More important than appearances, Minor inherited her late mother’s compassion and sense of community, which have driven a sense of engagement she said she has felt from childhood.

“The house I grew up in, my parents really had to fight for it, because it was the ’70s and there were still neighborhoods that did not want to sell to Black people, and we moved into that neighborhood,” Minor said. “But that didn’t prevent my mother from getting involved in the community. She had a career, but she was also president of the PTA and a homeroom mother. She was on the community council. … She made it so that I saw advocacy in action, and that I saw someone who made a difference for other people. … It’s interesting kind of sitting back and thinking about how you become your parents.”
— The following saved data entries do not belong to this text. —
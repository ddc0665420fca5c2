use serde_derive::{Deserialize, Serialize};
use std::fmt;

/// A node (or observed peer) state in the cluster state machine.
///
/// Every node starts out SEARCHING, where it tries to establish its peer
/// connections. It then SYNCHRONIZES with the freshest peer, downloading
/// whatever commits it is missing, and WAITS until the highest-priority
/// node stands up as leader. All other nodes SUBSCRIBE to the leader and
/// become followers. When the leader stands down, everybody returns to
/// SEARCHING and starts over.
#[derive(Clone, Copy, Debug, Hash, PartialEq, Eq, Serialize, Deserialize)]
pub enum State {
    /// The remote state couldn't be parsed, or there is no known leader.
    Unknown,
    /// Establishing peer connections, looking for the freshest peer.
    Searching,
    /// Waiting for a SYNCHRONIZE_RESPONSE from the chosen sync peer.
    Synchronizing,
    /// Caught up; waiting for a leader to emerge or stand up ourselves.
    Waiting,
    /// Soliciting standup approval from all logged-in full peers.
    StandingUp,
    /// Leading: serializing and distributing write transactions.
    Leading,
    /// Concluding in-flight transactions before returning to SEARCHING.
    StandingDown,
    /// Waiting for SUBSCRIPTION_APPROVED from the chosen leader.
    Subscribing,
    /// Steady-state follower, replicating the leader's transactions.
    Following,
}

impl State {
    /// Returns true if the state distributes transactions (leader side).
    pub fn is_leadish(self) -> bool {
        matches!(self, State::Leading | State::StandingDown)
    }

    /// Returns true if a graceful shutdown can complete from this state.
    pub fn can_complete_shutdown(self) -> bool {
        matches!(self, State::Searching | State::Synchronizing | State::Waiting)
    }

    /// Returns true if the state holds a leader pointer.
    pub fn has_leader(self) -> bool {
        matches!(self, State::Subscribing | State::Following)
    }

    /// Returns true if `from` → `to` is a legal transition. Anything else
    /// observed on a peer is anomalous (but tolerated).
    pub fn valid_transition(from: State, to: State) -> bool {
        use State::*;
        match from {
            Unknown => false,
            Searching => matches!(to, Synchronizing | Waiting | Leading),
            Synchronizing => matches!(to, Searching | Waiting),
            Waiting => matches!(to, Searching | StandingUp | Subscribing),
            StandingUp => matches!(to, Searching | Leading),
            Leading => matches!(to, Searching | StandingDown),
            StandingDown => matches!(to, Searching),
            Subscribing => matches!(to, Searching | Following),
            Following => matches!(to, Searching),
        }
    }

    /// Parses a state from its wire name. Unrecognized names map to Unknown
    /// rather than erroring, since peers may run newer versions.
    pub fn parse(name: &str) -> State {
        match name {
            "SEARCHING" => State::Searching,
            "SYNCHRONIZING" => State::Synchronizing,
            "WAITING" => State::Waiting,
            "STANDINGUP" => State::StandingUp,
            "LEADING" => State::Leading,
            "STANDINGDOWN" => State::StandingDown,
            "SUBSCRIBING" => State::Subscribing,
            "FOLLOWING" => State::Following,
            _ => State::Unknown,
        }
    }
}

impl fmt::Display for State {
    fn fmt(&self, f: &mut fmt::Formatter) -> fmt::Result {
        f.write_str(match self {
            State::Unknown => "UNKNOWN",
            State::Searching => "SEARCHING",
            State::Synchronizing => "SYNCHRONIZING",
            State::Waiting => "WAITING",
            State::StandingUp => "STANDINGUP",
            State::Leading => "LEADING",
            State::StandingDown => "STANDINGDOWN",
            State::Subscribing => "SUBSCRIBING",
            State::Following => "FOLLOWING",
        })
    }
}

/// The leader-side distributed commit lifecycle.
#[derive(Clone, Copy, Debug, PartialEq, Eq, Serialize, Deserialize)]
pub enum CommitState {
    /// No commit has been requested yet.
    Uninitialized,
    /// A commit has been requested; the next update() starts it.
    Waiting,
    /// BEGIN_TRANSACTION is out; counting follower responses.
    Committing,
    /// The last commit succeeded.
    Success,
    /// The last commit was rolled back.
    Failed,
}

impl CommitState {
    /// Returns true if a distributed commit is underway.
    pub fn in_progress(self) -> bool {
        matches!(self, CommitState::Waiting | CommitState::Committing)
    }
}

/// The write consistency level of a distributed commit: how many follower
/// approvals the leader waits for before committing.
#[derive(Clone, Copy, Debug, PartialEq, Eq, Serialize, Deserialize)]
pub enum Consistency {
    /// Don't wait for anybody.
    Async,
    /// Wait for at least one full peer (if there are any).
    One,
    /// Wait for a strict majority of full peers.
    Quorum,
}

impl fmt::Display for Consistency {
    fn fmt(&self, f: &mut fmt::Formatter) -> fmt::Result {
        f.write_str(match self {
            Consistency::Async => "ASYNC",
            Consistency::One => "ONE",
            Consistency::Quorum => "QUORUM",
        })
    }
}

#[cfg(test)]
mod tests {
    use super::*;
    use test_case::test_case;

    #[test_case(State::Searching, State::Synchronizing => true)]
    #[test_case(State::Searching, State::Waiting => true)]
    #[test_case(State::Searching, State::Leading => true)]
    #[test_case(State::Searching, State::Following => false)]
    #[test_case(State::Synchronizing, State::Waiting => true)]
    #[test_case(State::Synchronizing, State::Leading => false)]
    #[test_case(State::Waiting, State::StandingUp => true)]
    #[test_case(State::Waiting, State::Subscribing => true)]
    #[test_case(State::Waiting, State::Leading => false)]
    #[test_case(State::StandingUp, State::Leading => true)]
    #[test_case(State::StandingUp, State::StandingDown => false)]
    #[test_case(State::Leading, State::StandingDown => true)]
    #[test_case(State::Leading, State::Searching => true)]
    #[test_case(State::StandingDown, State::Searching => true)]
    #[test_case(State::StandingDown, State::Leading => false)]
    #[test_case(State::Subscribing, State::Following => true)]
    #[test_case(State::Following, State::Searching => true)]
    #[test_case(State::Following, State::Subscribing => false)]
    fn valid_transition(from: State, to: State) -> bool {
        State::valid_transition(from, to)
    }

    #[test]
    fn parse_roundtrip() {
        for state in [
            State::Searching,
            State::Synchronizing,
            State::Waiting,
            State::StandingUp,
            State::Leading,
            State::StandingDown,
            State::Subscribing,
            State::Following,
        ] {
            assert_eq!(State::parse(&state.to_string()), state);
        }
        assert_eq!(State::parse("SOMETHING_NEW"), State::Unknown);
    }

    #[test]
    fn commit_state_progress() {
        assert!(!CommitState::Uninitialized.in_progress());
        assert!(CommitState::Waiting.in_progress());
        assert!(CommitState::Committing.in_progress());
        assert!(!CommitState::Success.in_progress());
        assert!(!CommitState::Failed.in_progress());
    }
}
Minor internalized these lessons from an early age, standing up to playground bullies who picked on classmates, and then serving as a class representative and eventually president, roles she continued to pursue and take on through college. Even in Minor’s business career, first with Express and then later as senior vice president of merchandising, merch-ops and strategy for Bath & Body Works, she continually positioned herself out front, which, as a Black woman in corporate America, often meant she was “the first or the only” in a given role, as she explained it.

“If you look at LinkedIn, every day there’s different congratulations: first woman, congratulations!; first person of color, congratulations! And I think, ‘Oh, my goodness, wow, we’re still doing this,'” said Minor, who currently serves as CEO/CMO of Bumbershoot, a company she founded that works with other businesses and organizations to “reposition their cultures for collaboration and inclusivity.” “People who have not opened their mind to other people still have fear of them, which is sad, because we’re all human, and we all want the same thing.”
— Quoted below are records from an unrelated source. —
impl Message {
    /// Returns the wire method line for this message.
    pub fn method(&self) -> &str {
        match self {
            Message::Login { .. } => "LOGIN",
            Message::NodeState { .. } => "STATE",
            Message::StandupResponse { .. } => "STANDUP_RESPONSE",
            Message::Synchronize => "SYNCHRONIZE",
            Message::SynchronizeResponse { .. } => "SYNCHRONIZE_RESPONSE",
            Message::Subscribe => "SUBSCRIBE",
            Message::SubscriptionApproved { .. } => "SUBSCRIPTION_APPROVED",
            Message::BeginTransaction { .. } => "BEGIN_TRANSACTION",
            Message::ApproveTransaction { .. } => "APPROVE_TRANSACTION",
            Message::DenyTransaction { .. } => "DENY_TRANSACTION",
            Message::CommitTransaction { .. } => "COMMIT_TRANSACTION",
            Message::RollbackTransaction { .. } => "ROLLBACK_TRANSACTION",
            Message::Escalate { .. } => "ESCALATE",
            Message::EscalateCancel { .. } => "ESCALATE_CANCEL",
            Message::EscalateResponse { .. } => "ESCALATE_RESPONSE",
            Message::EscalateAborted { .. } => "ESCALATE_ABORTED",
            Message::CrashCommand(frame) | Message::BroadcastCommand(frame) => &frame.method,
        }
    }

    /// Parses a wire frame into the sender's stamp and the typed message.
    /// Every frame must carry `CommitCount` and `Hash`; missing either is
    /// fatal to the message.
    pub fn from_frame(frame: &Frame) -> Result<(Stamp, Message)> {
        let stamp = Stamp {
            commit_count: frame.require_u64("CommitCount")?,
            hash: frame.require("Hash")?.to_string(),
        };
        let message = match frame.method.to_ascii_uppercase().as_str() {
            "LOGIN" => Message::Login {
                priority: frame.require_i64("Priority")?,
                state: State::parse(frame.require("State")?),
                version: frame.require("Version")?.to_string(),
                permafollower: frame.require("Permafollower")? == "true",
            },
            "STATE" => Message::NodeState {
                state: State::parse(frame.require("State")?),
                priority: frame.require_i64("Priority")?,
                state_change_count: frame.require_u64("StateChangeCount")?,
            },
            "STANDUP_RESPONSE" => Message::StandupResponse {
                response: Vote::parse(frame.require("Response")?)?,
                state_change_count: frame.require_u64("StateChangeCount")?,
                reason: frame.headers.get("Reason").unwrap_or_default().to_string(),
            },
            "SYNCHRONIZE" => Message::Synchronize,
            "SYNCHRONIZE_RESPONSE" => {
                Message::SynchronizeResponse { commits: decode_commits(frame)? }
            }
            "SUBSCRIBE" => Message::Subscribe,
            "SUBSCRIPTION_APPROVED" => {
                Message::SubscriptionApproved { commits: decode_commits(frame)? }
            }
            "BEGIN_TRANSACTION" => Message::BeginTransaction {
                id: TransactionId::parse(frame.require("ID")?)?,
                new_count: frame.require_u64("NewCount")?,
                new_hash: frame.require("NewHash")?.to_string(),
                leader_sent_at: frame.require_u64("leaderSendTime")?,
                query: frame.text()?,
            },
            "APPROVE_TRANSACTION" => Message::ApproveTransaction {
                id: TransactionId::parse(frame.require("ID")?)?,
                new_count: frame.require_u64("NewCount")?,
                new_hash: frame.require("NewHash")?.to_string(),
            },
            "DENY_TRANSACTION" => Message::DenyTransaction {
                id: TransactionId::parse(frame.require("ID")?)?,
                new_count: frame.require_u64("NewCount")?,
                new_hash: frame.require("NewHash")?.to_string(),
            },
            "COMMIT_TRANSACTION" => Message::CommitTransaction {
                id: TransactionId::parse(frame.require("ID")?)?,
                commit_count: frame.require_u64("CommitCount")?,
                hash: frame.require("Hash")?.to_string(),
            },
            "ROLLBACK_TRANSACTION" => Message::RollbackTransaction {
                id: TransactionId::parse(frame.require("ID")?)?,
                new_hash: frame.require("NewHash")?.to_string(),
            },
            "ESCALATE" => Message::Escalate {
                id: frame.require("ID")?.to_string(),
                command: frame.payload.clone(),
            },
            "ESCALATE_CANCEL" => Message::EscalateCancel { id: frame.require("ID")?.to_string() },
            "ESCALATE_RESPONSE" => Message::EscalateResponse {
                id: frame.require("ID")?.to_string(),
                response: frame.payload.clone(),
            },
            "ESCALATE_ABORTED" => Message::EscalateAborted {
                id: frame.require("ID")?.to_string(),
                reason: frame.headers.get("Reason").unwrap_or_default().to_string(),
            },
            "CRASH_COMMAND" => Message::CrashCommand(frame.clone()),
            "BROADCAST_COMMAND" => Message::BroadcastCommand(frame.clone()),
            other => return Err(Error::Protocol(format!("unrecognized message {other}"))),
        };
        Ok((stamp, message))
    }

    /// Encodes the typed message as a wire frame, applying the sender's
    /// stamp.
    pub fn to_frame(&self, stamp: &Stamp) -> Frame {
        let mut frame = match self {
            Message::CrashCommand(original) | Message::BroadcastCommand(original) => {
                original.clone()
            }
            _ => Frame::new(self.method()),
        };
        match self {
            Message::Login { priority, state, version, permafollower } => {
                frame.headers.set("Priority", priority.to_string());
                frame.headers.set("State", state.to_string());
                frame.headers.set("Version", version.clone());
                frame.headers.set("Permafollower", if *permafollower { "true" } else { "false" });
            }
            Message::NodeState { state, priority, state_change_count } => {
                frame.headers.set("State", state.to_string());
                frame.headers.set("Priority", priority.to_string());
                frame.headers.set("StateChangeCount", state_change_count.to_string());
            }
            Message::StandupResponse { response, state_change_count, reason } => {
                frame.headers.set("Response", response.to_string());
                frame.headers.set("StateChangeCount", state_change_count.to_string());
                if !reason.is_empty() {
                    frame.headers.set("Reason", reason.clone());
                }
            }
            Message::Synchronize | Message::Subscribe => {}
            Message::SynchronizeResponse { commits }
            | Message::SubscriptionApproved { commits } => {
                frame.headers.set("NumCommits", commits.len().to_string());
                for commit in commits {
                    frame.payload.extend_from_slice(&commit.to_frame().encode());
                }
            }
            Message::BeginTransaction { id, new_count, new_hash, leader_sent_at, query } => {
                frame.headers.set("NewCount", new_count.to_string());
                frame.headers.set("NewHash", new_hash.clone());
                frame.headers.set("ID", id.to_string());
                frame.headers.set("leaderSendTime", leader_sent_at.to_string());
                frame.payload = query.clone().into_bytes();
            }
            Message::ApproveTransaction { id, new_count, new_hash }
            | Message::DenyTransaction { id, new_count, new_hash } => {
                frame.headers.set("NewCount", new_count.to_string());
                frame.headers.set("NewHash", new_hash.clone());
                frame.headers.set("ID", id.to_string());
            }
            Message::CommitTransaction { id, commit_count, hash } => {
                frame.headers.set("ID", id.to_string());
                frame.headers.set("CommitCount", commit_count.to_string());
                frame.headers.set("Hash", hash.clone());
            }
            Message::RollbackTransaction { id, new_hash } => {
                frame.headers.set("ID", id.to_string());
                frame.headers.set("NewHash", new_hash.clone());
            }
            Message::Escalate { id, command } => {
                frame.headers.set("ID", id.clone());
                frame.payload = command.clone();
            }
            Message::EscalateCancel { id } => {
                frame.headers.set("ID", id.clone());
            }
            Message::EscalateResponse { id, response } => {
                frame.headers.set("ID", id.clone());
                frame.payload = response.clone();
            }
            Message::EscalateAborted { id, reason } => {
                frame.headers.set("ID", id.clone());
                frame.headers.set("Reason", reason.clone());
            }
            Message::CrashCommand(_) | Message::BroadcastCommand(_) => {}
        }
        // The stamp goes on last, but never overrides headers that carry
        // protocol meaning of their own (COMMIT_TRANSACTION's CommitCount and
        // Hash are the transaction being committed).
        if !frame.headers.contains("CommitCount") {
            frame.headers.set("CommitCount", stamp.commit_count.to_string());
        }
        if !frame.headers.contains("Hash") {
            frame.headers.set("Hash", stamp.hash.clone());
        }
        frame
    }
}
While Minor has at times felt conflicted about being “the first or the only,” acknowledging the personal weight she can be required to shoulder in the position, it hasn’t prevented her from continuing to expand into new territories, including a recent decision to run for City Council in her New Albany home.
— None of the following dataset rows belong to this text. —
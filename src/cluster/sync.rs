//! The catch-up synchronization protocol: picking a sync peer, serving
//! SYNCHRONIZE requests, and applying the returned commit batches in strict
//! index order.

use super::message::{LogCommit, PeerId};
use super::peer::PeerRegistry;
use crate::engine::{CommitOutcome, Engine};
use crate::error::{Error, Result};

use itertools::Itertools as _;
use log::{info, warn};

/// Commits are served in pages of at most this many, unless send_all.
pub const SYNC_BATCH: u64 = 100;

/// Chooses the best peer to synchronize from: among logged-in peers that
/// are ahead of us, the one with the lowest non-zero latency, breaking
/// latency ties by highest commit count. A zero latency means unmeasured,
/// which any real measurement beats. Logs sync-peer transitions along with
/// why the other peers were passed over.
pub fn select_sync_peer(
    registry: &PeerRegistry,
    local_commit_count: u64,
    current: Option<PeerId>,
) -> Option<PeerId> {
    let mut best: Option<PeerId> = None;
    for (id, peer) in registry.iter() {
        if !peer.logged_in || peer.commit_count <= local_commit_count {
            continue;
        }
        best = match best {
            None => Some(id),
            Some(best_id) => {
                let incumbent = registry.get(best_id);
                if incumbent.latency == peer.latency {
                    // Both unmeasured (or identical): prefer more commits.
                    if peer.commit_count > incumbent.commit_count {
                        Some(id)
                    } else {
                        Some(best_id)
                    }
                } else if incumbent.latency == 0 || (peer.latency != 0 && peer.latency < incumbent.latency)
                {
                    Some(id)
                } else {
                    Some(best_id)
                }
            }
        };
    }

    if best != current {
        let describe = |id: Option<PeerId>| match id {
            Some(id) => {
                let peer = registry.get(id);
                format!(
                    "{} (commit count={}, latency={}ms)",
                    peer.name,
                    peer.commit_count,
                    peer.latency / 1000
                )
            }
            None => "(none)".to_string(),
        };
        let rejected = registry
            .iter()
            .filter(|(id, _)| Some(*id) != best && Some(*id) != current)
            .map(|(_, peer)| {
                if !peer.logged_in {
                    format!("{}: not logged in", peer.name)
                } else if peer.commit_count <= local_commit_count {
                    format!("{}: commit={}", peer.name, peer.commit_count)
                } else {
                    format!("{}: {}ms", peer.name, peer.latency / 1000)
                }
            })
            .join(", ");
        info!(
            "Updating sync peer from {} to {}. Not chosen: {}",
            describe(current),
            describe(best),
            rejected
        );
    }
    best
}

/// Serves a SYNCHRONIZE (or SUBSCRIBE) request: verifies the requester's
/// history is a prefix of ours, then returns the commits it is missing up
/// to target_commit, paged unless send_all.
pub fn respond(
    engine: &dyn Engine,
    peer_commit_count: u64,
    peer_hash: &str,
    target_commit: u64,
    send_all: bool,
) -> Result<Vec<LogCommit>> {
    if peer_commit_count > engine.commit_count() {
        return Err(Error::Divergence("you have more data than me".into()));
    }
    if peer_commit_count > 0 {
        // The requester has some history; make sure we agree on what we
        // share before sending anything on top of it.
        let (our_hash, _) = engine
            .get_commit(peer_commit_count)?
            .ok_or_else(|| Error::Divergence("error getting hash".into()))?;
        if our_hash != peer_hash {
            warn!(
                "Hash mismatch: peer at commit {peer_commit_count} with hash {peer_hash}, \
                 but we have {our_hash} for that commit"
            );
            return Err(Error::Divergence("hash mismatch".into()));
        }
    }

    if peer_commit_count == target_commit {
        return Ok(Vec::new());
    }
    let from = peer_commit_count + 1;
    let mut to = target_commit;
    if !send_all {
        to = to.min(from + SYNC_BATCH);
    }
    let rows = engine.get_commits(from, to)?;
    if rows.len() as u64 != to - from + 1 {
        return Err(Error::Divergence("mismatched commit count".into()));
    }
    info!("Synchronizing commits {from}-{to}");
    Ok(rows
        .into_iter()
        .enumerate()
        .map(|(i, (hash, query))| LogCommit { index: from + i as u64, hash, query })
        .collect())
}

/// Applies a received commit batch in order, asserting contiguous indexes
/// and verifying each resulting committed hash against the declared one.
/// Checkpoint interruptions are rolled back and retried.
pub fn apply(engine: &dyn Engine, commits: &[LogCommit]) -> Result<()> {
    for commit in commits {
        if commit.index != engine.commit_count() + 1 {
            return Err(Error::Divergence(format!(
                "commit index mismatch: expected {}, got {}",
                engine.commit_count() + 1,
                commit.index
            )));
        }
        if commit.query.is_empty() {
            warn!("Synchronized blank query at commit {}", commit.index);
        }
        stage_with_checkpoint_retry(engine, &commit.query)?;
        match engine.commit()? {
            CommitOutcome::Committed => {}
            CommitOutcome::Conflict => {
                engine.rollback();
                return Err(Error::Internal("conflict applying synchronized commit".into()));
            }
        }
        if engine.committed_hash() != commit.hash {
            return Err(Error::Divergence("potential hash mismatch".into()));
        }
    }
    Ok(())
}

/// Begins, writes, and prepares a transaction, retrying when the engine
/// demands a checkpoint first. Any other failure rolls back and propagates.
pub fn stage_with_checkpoint_retry(engine: &dyn Engine, query: &str) -> Result<()> {
    loop {
        engine.wait_for_checkpoint();
        match stage(engine, query) {
            Ok(()) => return Ok(()),
            Err(Error::Checkpoint) => {
                engine.rollback();
                info!("Retrying transaction after checkpoint");
            }
            Err(err) => {
                engine.rollback();
                return Err(err);
            }
        }
    }
}

fn stage(engine: &dyn Engine, query: &str) -> Result<()> {
    engine.begin()?;
    engine.write_unmodified(query)?;
    engine.prepare()
}

#[cfg(test)]
mod tests {
    use super::*;
    use crate::cluster::message::Effect;
    use crate::cluster::peer::PeerConfig;
    use crate::engine::Memory;
    use crossbeam::channel::Receiver;
    use pretty_assertions::assert_eq;
    use std::sync::Arc;

    fn seeded(n: u64) -> Memory {
        let engine = Memory::new();
        for i in 1..=n {
            engine.apply(&format!("INSERT INTO t VALUES ({i})")).unwrap();
        }
        engine
    }

    fn registry(names: &[&str]) -> (PeerRegistry, Receiver<Effect>) {
        let (tx, rx) = crossbeam::channel::unbounded();
        let configs =
            names.iter().map(|n| PeerConfig::new(*n, format!("{n}:9000"))).collect();
        (PeerRegistry::new(configs, Arc::new(Memory::new()), tx), rx)
    }

    #[test]
    fn selects_lowest_latency_ahead_peer() {
        let (mut registry, _rx) = registry(&["a", "b", "c", "d"]);
        for (id, commit_count, latency, logged_in) in
            [(0, 10, 5000, true), (1, 12, 2000, true), (2, 20, 0, true), (3, 30, 1000, false)]
        {
            let peer = registry.get_mut(id);
            peer.commit_count = commit_count;
            peer.latency = latency;
            peer.logged_in = logged_in;
        }
        // d is fastest but not logged in; b has the lowest real latency.
        assert_eq!(select_sync_peer(&registry, 5, None), Some(1));
        // Nobody is ahead of commit 30.
        assert_eq!(select_sync_peer(&registry, 30, None), None);
    }

    #[test]
    fn zero_latency_loses_to_any_measurement() {
        let (mut registry, _rx) = registry(&["a", "b"]);
        for (id, latency) in [(0, 0), (1, 900_000)] {
            let peer = registry.get_mut(id);
            peer.commit_count = 10;
            peer.latency = latency;
            peer.logged_in = true;
        }
        assert_eq!(select_sync_peer(&registry, 0, None), Some(1));
    }

    #[test]
    fn latency_ties_break_by_commit_count() {
        let (mut registry, _rx) = registry(&["a", "b"]);
        for (id, commit_count) in [(0, 10), (1, 15)] {
            let peer = registry.get_mut(id);
            peer.commit_count = commit_count;
            peer.logged_in = true;
        }
        assert_eq!(select_sync_peer(&registry, 0, None), Some(1));
    }

    #[test]
    fn respond_serves_missing_commits() {
        let engine = seeded(5);
        let commits = respond(&engine, 2, &engine.get_commit(2).unwrap().unwrap().0, 5, false)
            .unwrap();
        assert_eq!(commits.len(), 3);
        assert_eq!(commits[0].index, 3);
        assert_eq!(commits[2].index, 5);

        // Fully caught up.
        assert!(respond(&engine, 5, &engine.committed_hash(), 5, false).unwrap().is_empty());
    }

    #[test]
    fn respond_pages_large_histories() {
        let engine = seeded(150);
        let commits = respond(&engine, 0, "", 150, false).unwrap();
        assert_eq!(commits.len() as u64, SYNC_BATCH + 1);
        let all = respond(&engine, 0, "", 150, true).unwrap();
        assert_eq!(all.len(), 150);
    }

    #[test]
    fn respond_detects_forks() {
        let engine = seeded(5);
        assert_eq!(
            respond(&engine, 3, "BOGUS", 5, false),
            Err(Error::Divergence("hash mismatch".into()))
        );
        assert_eq!(
            respond(&engine, 9, "", 5, false),
            Err(Error::Divergence("you have more data than me".into()))
        );
    }

    #[test]
    fn apply_verifies_order_and_hashes() {
        let source = seeded(4);
        let commits = respond(&source, 0, "", 4, true).unwrap();

        let replica = Memory::new();
        apply(&replica, &commits).unwrap();
        assert_eq!(replica.commit_count(), 4);
        assert_eq!(replica.committed_hash(), source.committed_hash());

        // Replaying the same batch is an index mismatch, not a double apply.
        assert!(matches!(apply(&replica, &commits), Err(Error::Divergence(_))));

        // A tampered hash is caught after the commit applies.
        let source = seeded(2);
        let mut commits = respond(&source, 0, "", 2, true).unwrap();
        commits[1].hash = "EVIL".into();
        let replica = Memory::new();
        assert_eq!(
            apply(&replica, &commits),
            Err(Error::Divergence("potential hash mismatch".into()))
        );
    }

    #[test]
    fn apply_retries_after_checkpoint() {
        let source = seeded(2);
        let commits = respond(&source, 0, "", 2, true).unwrap();
        let replica = Memory::new();
        replica.require_checkpoint();
        apply(&replica, &commits).unwrap();
        assert_eq!(replica.committed_hash(), source.committed_hash());
    }

    #[test]
    fn sync_equals_direct_replay() {
        // Applying a SYNCHRONIZE_RESPONSE of N commits is equivalent to
        // replaying those N queries as plain transactions.
        let source = seeded(6);
        let synced = Memory::new();
        apply(&synced, &respond(&source, 0, "", 6, true).unwrap()).unwrap();

        let replayed = Memory::new();
        for (_, query) in source.get_commits(1, 6).unwrap() {
            replayed.apply(&query).unwrap();
        }
        assert_eq!(synced.committed_hash(), replayed.committed_hash());
        assert_eq!(synced.commit_count(), replayed.commit_count());
    }
}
“Since we’ve been here [in New Albany], I’ve volunteered in the school and I’ve volunteered in the community, which is amazing … but I didn’t see a reflection of our community in the seats of power,” said Minor, who noted New Albany’s racial diversity (the community is roughly 80 percent white, 8 percent Black and 8 percent Asian) isn’t mirrored in the makeup of its all-white City Council. “New Albany has grown to be this incredible place. But as I’ve talked to more people, even though it’s beautiful and the schools are great, a lot of people didn’t feel like they were welcomed, or didn’t feel like it was the community it could be.

"I’ve always been an advocate for people who don’t have a voice, or who are not thought of. I’ve built my life on that, my career. So as I looked around, I said, ‘I want to be of service to this community. I want to be a part of that process. And the only way I feel like I can make an impact that is lasting and sustainable is to be in City Council, and so I started doing my research to make a run for it.”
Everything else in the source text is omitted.